The most nutritious food groups to choose from are meat/fish/eggs/vegetables/seeds and dairy if you are OK with it. We can get every nutrient we need from meat, fish, eggs, vegetables and seeds. We have no need for fruit, legumes and grains, although they can make enjoyable and versatile additions to our diet, if we can tolerate a higher level of carbohydrate.

There is some debate as to how ‘real’ some of these nine food groups are – dairy and grains are relatively recent additions to our diet. As a general rule, the longer we have been eating something (animals), the more natural/real it is as a food source.

I have yet to meet a human being who benefits from eating wheat (see Wheat Belly and Grain Brain to discover why), but wheat isn’t a food group – it’s one grain and there are better grain choices if you do eat grains, such as brown rice, natural oats, quinoa etc.

Note that sucrose is not in a food group anywhere – nor is much of the cr@p on the UK eatbadly plate – sugary cereal, cola, cakes, biscuits, baked beans, white bagels, chocolate, fruit in syrup, soya drink etc.

My dietary advice

My three key messages are:

1)     Eat real food!

Every food from the nine food groups should be eaten in its most natural form – meat with the skin/fat on; whole vegetables, not juice; whole fruits, not dried fruit or juice; brown rice, not white refined etc.

2)     Three times a day.

That’s an ideal maximum – if two meals work for you, fine. If your lifestyle demands four, OK. But, unless you are a cow, or want to be the size of one – STOP GRAZING!

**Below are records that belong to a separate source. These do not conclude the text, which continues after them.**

//! Recording parameters read from the controller
//!
//! The controller writes one field per line on stdin, in a fixed order.
//! Numeric fields follow C `atoi` rules: leading whitespace and sign are
//! accepted, parsing stops at the first non-digit, and garbage reads as 0.
//! Only the output path, rotation and audio source are mandatory; every
//! other field falls back to a default.

use std::io::BufRead;
use std::path::PathBuf;
use tracing::{info, warn};

use super::exit;
use crate::encoder::VideoCodec;

pub const DEFAULT_FRAME_RATE: u32 = 30;
pub const MAX_FRAME_RATE: u32 = 100;
pub const DEFAULT_VIDEO_BITRATE: u32 = 10_000_000;
pub const DEFAULT_AUDIO_SAMPLE_RATE: u32 = 16_000;

/// Frame rate value meaning "render as fast as the backend allows"
const UNCAPPED_FRAME_RATE: i32 = -1;

/// Errors that abort configuration intake
#[derive(Debug, thiserror::Error)]
pub enum ConfigError {
    #[error("configuration cancelled before an output path was given")]
    Cancelled,

    #[error("no rotation specified")]
    MissingRotation,

    #[error("no audio setting specified")]
    MissingAudioSource,

    #[error("failed to read configuration: {0}")]
    Io(#[from] std::io::Error),
}

impl ConfigError {
    pub fn exit_code(&self) -> i32 {
        match self {
            ConfigError::Cancelled | ConfigError::Io(_) => exit::CANCELLED,
            ConfigError::MissingRotation => exit::MISSING_ROTATION,
            ConfigError::MissingAudioSource => exit::MISSING_AUDIO_SOURCE,
        }
    }
}

/// Clockwise rotation applied to the captured display
#[derive(Debug, Clone, Copy, PartialEq, Eq, Default)]
pub enum Rotation {
    #[default]
    Deg0,
    Deg90,
    Deg180,
    Deg270,
}

impl Rotation {
    /// Map degrees onto a quarter turn. Anything that is not a multiple of 90 is rejected.
    pub fn from_degrees(degrees: i32) -> Option<Self> {
        match degrees.rem_euclid(360) {
            0 => Some(Rotation::Deg0),
            90 => Some(Rotation::Deg90),
            180 => Some(Rotation::Deg180),
            270 => Some(Rotation::Deg270),
            _ => None,
        }
    }

    pub fn degrees(self) -> u32 {
        match self {
            Rotation::Deg0 => 0,
            Rotation::Deg90 => 90,
            Rotation::Deg180 => 180,
            Rotation::Deg270 => 270,
        }
    }

    /// True when the rotation swaps width and height
    pub fn is_quarter_turn(self) -> bool {
        matches!(self, Rotation::Deg90 | Rotation::Deg270)
    }

    /// Compose two rotations
    pub fn then(self, other: Rotation) -> Rotation {
        // Both operands are multiples of 90, so the sum always maps back
        Rotation::from_degrees((self.degrees() + other.degrees()) as i32).unwrap_or_default()
    }
}

/// Where the audio track comes from
#[derive(Debug, Clone, Copy, PartialEq, Eq, Default)]
pub enum AudioSource {
    #[default]
    Mute,
    Microphone,
}

impl AudioSource {
    fn from_selector(selector: &str) -> Self {
        if selector.starts_with('m') {
            AudioSource::Microphone
        } else {
            AudioSource::Mute
        }
    }

    /// The single-character selector used on the wire
    pub fn selector(self) -> char {
        match self {
            AudioSource::Mute => 'x',
            AudioSource::Microphone => 'm',
        }
    }
}

/// How frames travel from the capture source into the encoder
#[derive(Debug, Clone, Copy, PartialEq, Eq, Default)]
pub enum RenderStrategy {
    /// GPU composition into an RGBA encoder surface
    #[default]
    GpuRgba,
    /// GPU composition sampling the capture as an external texture
    GpuExternalTexture,
    /// CPU pixel copy, RGBA into the encoder queue
    Cpu,
    /// CPU pixel copy converted to YUV 4:2:0 semi-planar (NV12)
    YuvSemiPlanar,
    /// CPU pixel copy converted to YUV 4:2:0 planar (I420)
    YuvPlanar,
}

impl RenderStrategy {
    fn from_selector(selector: &str) -> Self {
        match selector.chars().next() {
            Some('C') => RenderStrategy::Cpu,
            Some('O') => RenderStrategy::GpuExternalTexture,
            Some('S') => RenderStrategy::YuvSemiPlanar,
            Some('P') => RenderStrategy::YuvPlanar,
            _ => RenderStrategy::GpuRgba,
        }
    }

    pub fn uses_gpu(self) -> bool {
        matches!(
            self,
            RenderStrategy::GpuRgba | RenderStrategy::GpuExternalTexture
        )
    }
}

/// Channel order of RGB output
#[derive(Debug, Clone, Copy, PartialEq, Eq, Default)]
pub enum ColorFormat {
    #[default]
    Rgba,
    /// Red and blue swapped, for encoders that expect BGRA
    Bgra,
}

impl ColorFormat {
    fn from_selector(selector: &str) -> Self {
        if selector.starts_with('B') {
            ColorFormat::Bgra
        } else {
            ColorFormat::Rgba
        }
    }
}

/// Which encoder consumes the frames
#[derive(Debug, Clone, Copy, PartialEq, Eq)]
pub enum EncoderKind {
    /// An encoder session driven by this process
    Session(VideoCodec),
    /// Raw frames handed to an external encoder process
    External,
}

/// Immutable snapshot of one recording's parameters
#[derive(Debug, Clone, PartialEq)]
pub struct PipelineConfig {
    pub output_path: PathBuf,
    pub rotation: Rotation,
    pub audio_source: AudioSource,
    /// Requested frame width, 0 = display width
    pub width: u32,
    /// Requested frame height, 0 = display height
    pub height: u32,
    pub padding_width: u32,
    pub padding_height: u32,
    /// Effective frame rate (the default when uncapped)
    pub frame_rate: u32,
    /// False when the controller asked for uncapped rendering
    pub restrict_frame_rate: bool,
    pub strategy: RenderStrategy,
    pub color_format: ColorFormat,
    pub video_bitrate: u32,
    pub audio_sample_rate: u32,
    /// Raw encoder selector, negative = external encoder
    pub video_encoder: i32,
    pub allow_vertical_frames: bool,
}

impl Default for PipelineConfig {
    fn default() -> Self {
        Self {
            output_path: PathBuf::new(),
            rotation: Rotation::Deg0,
            audio_source: AudioSource::Mute,
            width: 0,
            height: 0,
            padding_width: 0,
            padding_height: 0,
            frame_rate: DEFAULT_FRAME_RATE,
            restrict_frame_rate: true,
            strategy: RenderStrategy::GpuRgba,
            color_format: ColorFormat::Rgba,
            video_bitrate: DEFAULT_VIDEO_BITRATE,
            audio_sample_rate: DEFAULT_AUDIO_SAMPLE_RATE,
            video_encoder: 0,
            allow_vertical_frames: true,
        }
    }
}

impl PipelineConfig {
    /// Read the configuration fields from the controller, in protocol order
    pub fn read_from<R: BufRead>(reader: &mut R) -> Result<Self, ConfigError> {
        let mut lines = FieldReader { reader };

        let output_path = match lines.next_raw()? {
            Some(path) if !path.is_empty() => path_from_bytes(path),
            _ => return Err(ConfigError::Cancelled),
        };

        let rotation_field = lines.next_field()?.ok_or(ConfigError::MissingRotation)?;
        let rotation = parse_rotation(&rotation_field);

        let audio_field = lines.next_field()?.ok_or(ConfigError::MissingAudioSource)?;
        let audio_source = AudioSource::from_selector(&audio_field);

        let width = non_negative(atoi(&lines.next_field()?.unwrap_or_default()));
        let height = non_negative(atoi(&lines.next_field()?.unwrap_or_default()));
        let padding_width = non_negative(atoi(&lines.next_field()?.unwrap_or_default()));
        let padding_height = non_negative(atoi(&lines.next_field()?.unwrap_or_default()));

        let (frame_rate, restrict_frame_rate) =
            parse_frame_rate(atoi(&lines.next_field()?.unwrap_or_default()));

        let strategy = RenderStrategy::from_selector(&lines.next_field()?.unwrap_or_default());
        let color_format = ColorFormat::from_selector(&lines.next_field()?.unwrap_or_default());

        let video_bitrate = match atoi(&lines.next_field()?.unwrap_or_default()) {
            0 => DEFAULT_VIDEO_BITRATE,
            bitrate => non_negative(bitrate),
        };
        let audio_sample_rate = match atoi(&lines.next_field()?.unwrap_or_default()) {
            0 => DEFAULT_AUDIO_SAMPLE_RATE,
            rate => non_negative(rate),
        };

        let video_encoder = atoi(&lines.next_field()?.unwrap_or_default());
        let allow_vertical_frames = parse_flag(lines.next_field()?.as_deref(), true);

        let config = Self {
            output_path,
            rotation,
            audio_source,
            width,
            height,
            padding_width,
            padding_height,
            frame_rate,
            restrict_frame_rate,
            strategy,
            color_format,
            video_bitrate,
            audio_sample_rate,
            video_encoder,
            allow_vertical_frames,
        };

        info!(
            "SETTINGS rotation: {}, audio: {:?}, resolution: {} x {}, padding: {} x {}, frameRate: {}{}, mode: {:?}, color: {:?}, bitrate: {}, sampling: {}, encoder: {}",
            config.rotation.degrees(),
            config.audio_source,
            config.width,
            config.height,
            config.padding_width,
            config.padding_height,
            config.frame_rate,
            if config.restrict_frame_rate { "" } else { " (uncapped)" },
            config.strategy,
            config.color_format,
            config.video_bitrate,
            config.audio_sample_rate,
            config.video_encoder,
        );

        Ok(config)
    }

    /// Resolve the encoder selector
    pub fn encoder_kind(&self) -> EncoderKind {
        if self.video_encoder < 0 {
            EncoderKind::External
        } else {
            EncoderKind::Session(VideoCodec::from_index(self.video_encoder))
        }
    }
}

/// Reads one newline-terminated field at a time. `None` means end of input.
///
/// Fields are raw bytes; anything that is not UTF-8 is decoded lossily, so a
/// garbled numeric field reads as 0 and falls back like any other garbage.
struct FieldReader<'a, R> {
    reader: &'a mut R,
}

impl<R: BufRead> FieldReader<'_, R> {
    fn next_raw(&mut self) -> Result<Option<Vec<u8>>, ConfigError> {
        let mut line = Vec::new();
        if self.reader.read_until(b'\n', &mut line)? == 0 {
            return Ok(None);
        }
        while matches!(line.last(), Some(b'\n' | b'\r')) {
            line.pop();
        }
        Ok(Some(line))
    }

    fn next_field(&mut self) -> Result<Option<String>, ConfigError> {
        Ok(self
            .next_raw()?
            .map(|raw| String::from_utf8_lossy(&raw).into_owned()))
    }
}

/// Paths are bytes on unix and need not be UTF-8
#[cfg(unix)]
fn path_from_bytes(raw: Vec<u8>) -> PathBuf {
    use std::ffi::OsString;
    use std::os::unix::ffi::OsStringExt;
    PathBuf::from(OsString::from_vec(raw))
}

#[cfg(not(unix))]
fn path_from_bytes(raw: Vec<u8>) -> PathBuf {
    PathBuf::from(String::from_utf8_lossy(&raw).into_owned())
}

fn parse_rotation(field: &str) -> Rotation {
    let degrees = atoi(field);
    Rotation::from_degrees(degrees).unwrap_or_else(|| {
        warn!("Unsupported rotation {}, recording unrotated", degrees);
        Rotation::Deg0
    })
}

fn parse_frame_rate(requested: i32) -> (u32, bool) {
    if requested == UNCAPPED_FRAME_RATE {
        (DEFAULT_FRAME_RATE, false)
    } else if requested <= 0 || requested > MAX_FRAME_RATE as i32 {
        (DEFAULT_FRAME_RATE, true)
    } else {
        (requested as u32, true)
    }
}

fn parse_flag(field: Option<&str>, default: bool) -> bool {
    let Some(field) = field.map(str::trim).filter(|f| !f.is_empty()) else {
        return default;
    };
    match field.chars().next() {
        Some('t' | 'T' | 'y' | 'Y') => true,
        Some('f' | 'F' | 'n' | 'N') => false,
        _ => atoi(field) != 0,
    }
}

fn non_negative(value: i32) -> u32 {
    value.max(0) as u32
}

/// C `atoi`: optional leading whitespace and sign, then digits up to the first non-digit
pub(crate) fn atoi(field: &str) -> i32 {
    let s = field.trim_start();
    let (negative, digits) = match s.as_bytes().first() {
        Some(b'-') => (true, &s[1..]),
        Some(b'+') => (false, &s[1..]),
        _ => (false, s),
    };

    let mut value: i64 = 0;
    for b in digits.bytes().take_while(u8::is_ascii_digit) {
        value = (value * 10 + i64::from(b - b'0')).min(i64::from(i32::MAX) + 1);
    }
    if negative {
        value = -value;
    }
    value.clamp(i64::from(i32::MIN), i64::from(i32::MAX)) as i32
}
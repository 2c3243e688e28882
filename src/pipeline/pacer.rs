//! Best-effort frame pacing
//!
//! Timestamps are the sub-second part of a monotonic clock, in
//! microseconds. A negative difference is taken as one wrap of the second
//! boundary. Gaps longer than a second therefore read short, and the pacer
//! may sleep when it should not; the behaviour is kept as is.

use std::time::{Duration, Instant};
use tracing::trace;

use super::PipelineConfig;

const MICROS_PER_SECOND: i64 = 1_000_000;

/// Time source for the pacer
pub trait Clock: Send {
    /// Microseconds within the current second of a monotonic clock
    fn now_micros(&self) -> i64;

    fn sleep_micros(&self, micros: u64);
}

/// [`Clock`] backed by [`Instant`]
pub struct MonotonicClock {
    origin: Instant,
}

impl Default for MonotonicClock {
    fn default() -> Self {
        Self {
            origin: Instant::now(),
        }
    }
}

impl Clock for MonotonicClock {
    fn now_micros(&self) -> i64 {
        i64::from(self.origin.elapsed().subsec_micros())
    }

    fn sleep_micros(&self, micros: u64) {
        std::thread::sleep(Duration::from_micros(micros));
    }
}

/// Target interval between frames for a frame rate
pub fn target_interval_micros(frame_rate: u32) -> u64 {
    1_000_000 / u64::from(frame_rate.max(1))
}

/// Sleeps between frames to approximate the target frame rate.
/// Never skips frames and never catches up after an overrun.
pub struct FramePacer<C: Clock = MonotonicClock> {
    clock: C,
    target_interval: Option<u64>,
    last_frame: Option<i64>,
}

impl FramePacer {
    /// Pacer for a configuration; pacing is disabled when uncapped
    pub fn for_config(config: &PipelineConfig) -> Self {
        let target = config
            .restrict_frame_rate
            .then(|| target_interval_micros(config.frame_rate));
        Self::with_clock(target, MonotonicClock::default())
    }
}

impl<C: Clock> FramePacer<C> {
    pub fn with_clock(target_interval: Option<u64>, clock: C) -> Self {
        Self {
            clock,
            target_interval,
            last_frame: None,
        }
    }

    /// Target interval in microseconds, `None` when uncapped
    pub fn target_interval(&self) -> Option<u64> {
        self.target_interval
    }

    /// Wait until the next frame is due. Returns the microseconds slept.
    pub fn wait_for_next_frame(&mut self) -> Option<u64> {
        let target = self.target_interval?;
        let now = self.clock.now_micros();

        let last = self.last_frame.replace(now)?;
        let mut elapsed = now - last;
        if elapsed < 0 {
            elapsed += MICROS_PER_SECOND;
        }

        let elapsed = elapsed as u64;
        if elapsed < target {
            let remaining = target - elapsed;
            trace!("Frame early by {}us", remaining);
            self.clock.sleep_micros(remaining);
            Some(remaining)
        } else {
            None
        }
    }
}
//! External-process handoff backend
//!
//! Streams the untouched RGBA capture to an external encoder process.
//! Rotation, scaling and padding are done by the encoder's filter chain.

use tracing::{error, info};

use super::{BackendError, FrameGeometry, OutputBackend, PresentationClock};
use crate::capture::{CaptureSource, Frame, PixelFormat};
use crate::encoder::EncoderSink;
use crate::pipeline::Rotation;

/// ffmpeg filter chain reproducing the geometry
pub fn filters(geometry: &FrameGeometry) -> Vec<String> {
    let mut chain = Vec::new();
    match geometry.rotation {
        Rotation::Deg0 => {}
        Rotation::Deg90 => chain.push("transpose=clock".to_string()),
        Rotation::Deg180 => chain.push("hflip,vflip".to_string()),
        Rotation::Deg270 => chain.push("transpose=cclock".to_string()),
    }

    if geometry.rotated_source() != (geometry.content_width, geometry.content_height) {
        chain.push(format!(
            "scale={}:{}",
            geometry.content_width, geometry.content_height
        ));
    }

    if (geometry.video_width, geometry.video_height)
        != (geometry.content_width, geometry.content_height)
    {
        let (x, y) = geometry.content_offset();
        chain.push(format!(
            "pad={}:{}:{}:{}:black",
            geometry.video_width, geometry.video_height, x, y
        ));
    }
    chain
}

pub struct ExternalBackend {
    encoder: Box<dyn EncoderSink>,
    capture: Frame,
    clock: PresentationClock,
    frames: u64,
    encoding: bool,
    closed: bool,
}

impl ExternalBackend {
    pub fn new(encoder: Box<dyn EncoderSink>) -> Self {
        Self {
            encoder,
            capture: Frame::new(0, 0, PixelFormat::Rgba),
            clock: PresentationClock::default(),
            frames: 0,
            encoding: false,
            closed: false,
        }
    }
}

impl OutputBackend for ExternalBackend {
    fn name(&self) -> &'static str {
        "external"
    }

    fn setup_output(&mut self) -> Result<(), BackendError> {
        if self.closed {
            return Err(BackendError::Closed);
        }
        self.encoder.start().map_err(BackendError::EncoderSession)?;
        self.encoding = true;
        info!("External encoder running");
        Ok(())
    }

    fn render_frame(&mut self, input: &mut dyn CaptureSource) -> Result<(), BackendError> {
        if self.closed {
            return Err(BackendError::Closed);
        }
        input.capture(&mut self.capture)?;
        self.encoder.queue_frame(&self.capture.data, self.clock.next())?;
        self.frames += 1;
        Ok(())
    }

    fn close_output(&mut self, _from_main_task: bool) {
        if self.closed {
            return;
        }
        self.closed = true;

        if self.encoding {
            if let Err(e) = self.encoder.finish() {
                error!("External encoder did not finish cleanly: {}", e);
            }
            self.encoding = false;
        }
        info!("External output closed after {} frames", self.frames);
    }

    fn frame_count(&self) -> u64 {
        self.frames
    }
}
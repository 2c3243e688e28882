//! Command listener
//!
//! Runs on its own single-worker runtime next to the render loop. Any
//! instruction on the control input, or end of input, means "stop
//! gracefully": the listener sets the controller's `finished` flag and
//! exits. The main task releases it through the controller's cancellation
//! token when it stops for any other reason.

use std::sync::Arc;
use tokio::io::{AsyncRead, AsyncReadExt};
use tokio::runtime::Runtime;
use tokio::task::JoinHandle;
use tokio_util::sync::CancellationToken;
use tracing::{debug, info, warn};

use super::{exit, LifecycleController};

/// Longest instruction read from the control input
const MAX_COMMAND_LEN: usize = 15;

#[derive(Debug, thiserror::Error)]
pub enum CommandError {
    #[error("failed to start command listener: {0}")]
    Start(#[from] std::io::Error),
}

impl CommandError {
    pub fn exit_code(&self) -> i32 {
        exit::COMMAND_LISTENER_FAILED
    }
}

pub struct CommandChannel {
    runtime: Option<Runtime>,
    handle: Option<JoinHandle<()>>,
    cancel: CancellationToken,
}

impl CommandChannel {
    /// Start listening on `input`
    pub fn start<R>(input: R, controller: Arc<LifecycleController>) -> Result<Self, CommandError>
    where
        R: AsyncRead + Unpin + Send + 'static,
    {
        let runtime = tokio::runtime::Builder::new_multi_thread()
            .worker_threads(1)
            .thread_name("command")
            .enable_all()
            .build()?;

        let cancel = controller.listener_token();
        let handle = runtime.spawn(listen(input, controller, cancel.clone()));
        debug!("Command listener started");

        Ok(Self {
            runtime: Some(runtime),
            handle: Some(handle),
            cancel,
        })
    }

    /// True until the listener task has returned
    pub fn is_running(&self) -> bool {
        self.handle.as_ref().is_some_and(|handle| !handle.is_finished())
    }

    /// Release a blocked listener and wait for it to return
    pub fn interrupt(&mut self) {
        self.cancel.cancel();

        if let Some(runtime) = self.runtime.take() {
            if let Some(handle) = self.handle.take() {
                if let Err(e) = runtime.block_on(handle) {
                    warn!("Command listener ended abnormally: {}", e);
                }
            }
            // A blocking stdin read may still hold a worker; do not wait for it
            runtime.shutdown_background();
            debug!("Command listener stopped");
        }
    }
}

impl Drop for CommandChannel {
    fn drop(&mut self) {
        self.interrupt();
    }
}

async fn listen<R>(mut input: R, controller: Arc<LifecycleController>, cancel: CancellationToken)
where
    R: AsyncRead + Unpin,
{
    let mut command = [0u8; MAX_COMMAND_LEN];

    tokio::select! {
        _ = cancel.cancelled() => {
            debug!("Command listener interrupted");
        }
        read = input.read(&mut command) => match read {
            Ok(0) => info!("Control input closed"),
            Ok(n) => info!(
                "Received command {:?}",
                String::from_utf8_lossy(&command[..n]).trim()
            ),
            Err(e) => warn!("Failed to read control input: {}", e),
        },
    }

    controller.mark_finished();
}
//! CPU pixel-copy backend
//!
//! Captures into a local buffer, runs the software [`Transform`] and queues
//! the converted frame on the encoder.

use tracing::{error, info};

use super::{BackendError, OutputBackend, PresentationClock, Transform};
use crate::capture::{CaptureSource, Frame, PixelFormat};
use crate::encoder::EncoderSink;

pub struct CpuBackend {
    transform: Transform,
    encoder: Box<dyn EncoderSink>,
    capture: Frame,
    output: Frame,
    clock: PresentationClock,
    frames: u64,
    encoding: bool,
    closed: bool,
}

impl CpuBackend {
    pub fn new(transform: Transform, encoder: Box<dyn EncoderSink>) -> Self {
        let output = transform.output_frame();
        Self {
            transform,
            encoder,
            capture: Frame::new(0, 0, PixelFormat::Rgba),
            output,
            clock: PresentationClock::default(),
            frames: 0,
            encoding: false,
            closed: false,
        }
    }
}

impl OutputBackend for CpuBackend {
    fn name(&self) -> &'static str {
        "cpu"
    }

    fn setup_output(&mut self) -> Result<(), BackendError> {
        if self.closed {
            return Err(BackendError::Closed);
        }
        self.encoder.start().map_err(BackendError::EncoderSession)?;
        self.encoding = true;

        let geometry = self.transform.geometry();
        info!(
            "CPU output ready: {}x{} {:?}",
            geometry.video_width,
            geometry.video_height,
            self.transform.format()
        );
        Ok(())
    }

    fn render_frame(&mut self, input: &mut dyn CaptureSource) -> Result<(), BackendError> {
        if self.closed {
            return Err(BackendError::Closed);
        }
        input.capture(&mut self.capture)?;
        self.transform.apply(&self.capture, &mut self.output);
        self.encoder.queue_frame(&self.output.data, self.clock.next())?;
        self.frames += 1;
        Ok(())
    }

    fn close_output(&mut self, _from_main_task: bool) {
        if self.closed {
            return;
        }
        self.closed = true;

        if self.encoding {
            if let Err(e) = self.encoder.finish() {
                error!("Encoder did not finish cleanly: {}", e);
            }
            self.encoding = false;
        }
        info!("CPU output closed after {} frames", self.frames);
    }

    fn frame_count(&self) -> u64 {
        self.frames
    }
}

#[cfg(test)]
mod tests {
    use super::*;
    use crate::output::FrameGeometry;
    use crate::pipeline::{exit, PipelineConfig, Rotation};
    use crate::test_support::{EventLog, MockEncoder, MockSource};

    fn backend(encoder: MockEncoder, format: PixelFormat) -> CpuBackend {
        let config = PipelineConfig {
            rotation: Rotation::Deg90,
            ..PipelineConfig::default()
        };
        let geometry = FrameGeometry::resolve(4, 2, &config);
        CpuBackend::new(Transform::new(geometry, format), Box::new(encoder))
    }

    #[test]
    fn test_frames_are_converted_before_queueing() {
        let log = EventLog::default();
        let encoder = MockEncoder::new(&log);
        let mut cpu = backend(encoder.clone(), PixelFormat::Nv12);
        let mut source = MockSource::new(&log, 4, 2);

        cpu.setup_output().unwrap();
        cpu.render_frame(&mut source).unwrap();
        cpu.render_frame(&mut source).unwrap();
        cpu.close_output(true);

        let frames = encoder.frames();
        assert_eq!(frames.len(), 2);
        // Rotated to 2x4, NV12
        assert_eq!(frames[0].len(), PixelFormat::Nv12.frame_size(2, 4));
        let pts = encoder.timestamps();
        assert!(pts[1] >= pts[0]);
        assert_eq!(cpu.frame_count(), 2);
    }

    #[test]
    fn test_close_is_idempotent() {
        let log = EventLog::default();
        let mut cpu = backend(MockEncoder::new(&log), PixelFormat::Rgba);
        cpu.setup_output().unwrap();
        cpu.close_output(true);
        cpu.close_output(false);
        assert_eq!(log.count("encoder.finish"), 1);
    }

    #[test]
    fn test_failed_start_skips_finish() {
        let log = EventLog::default();
        let mut cpu = backend(MockEncoder::new(&log).failing_start(), PixelFormat::Rgba);
        let err = cpu.setup_output().unwrap_err();
        assert_eq!(err.exit_code(), exit::ENCODER_SESSION_FAILED);
        cpu.close_output(true);
        assert_eq!(log.count("encoder.finish"), 0);
    }

    #[test]
    fn test_closed_capture_is_capture_error() {
        let log = EventLog::default();
        let mut cpu = backend(MockEncoder::new(&log), PixelFormat::Rgba);
        let mut source = MockSource::new(&log, 4, 2);
        cpu.setup_output().unwrap();
        source.close();
        let err = cpu.render_frame(&mut source).unwrap_err();
        assert_eq!(err.exit_code(), exit::CAPTURE_SURFACE_FAILED);
    }
}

3)     Manage carb intake.

If (1) and (2) don’t get you to natural weight and optimal health, manage your carb intake. If you are diabetic or very obese, manage your carb intake from the outset. The Harcombe Diet® gets people into the habit of having ‘fat’ meals (based on meat/fish/eggs/dairy) or ‘carb’ meals (based on legumes, grains, starchy veg, fruit). Non starchy veg can be eaten with any meal. Have no more than 1, possibly 0, carb meals a day if very carb sensitive/insulin resistant/diabetic/very obese (Note below).

I hope that this helps to provide a better definition of food groups and far more concise and effective dietary advice than you’ll get from the millions of pages of public health documents and non-science (aka nonsense).

(Note: diabetics should work with their doctors before making any dietary changes. A good doctor will work with a patient to reduce carbs and meds.)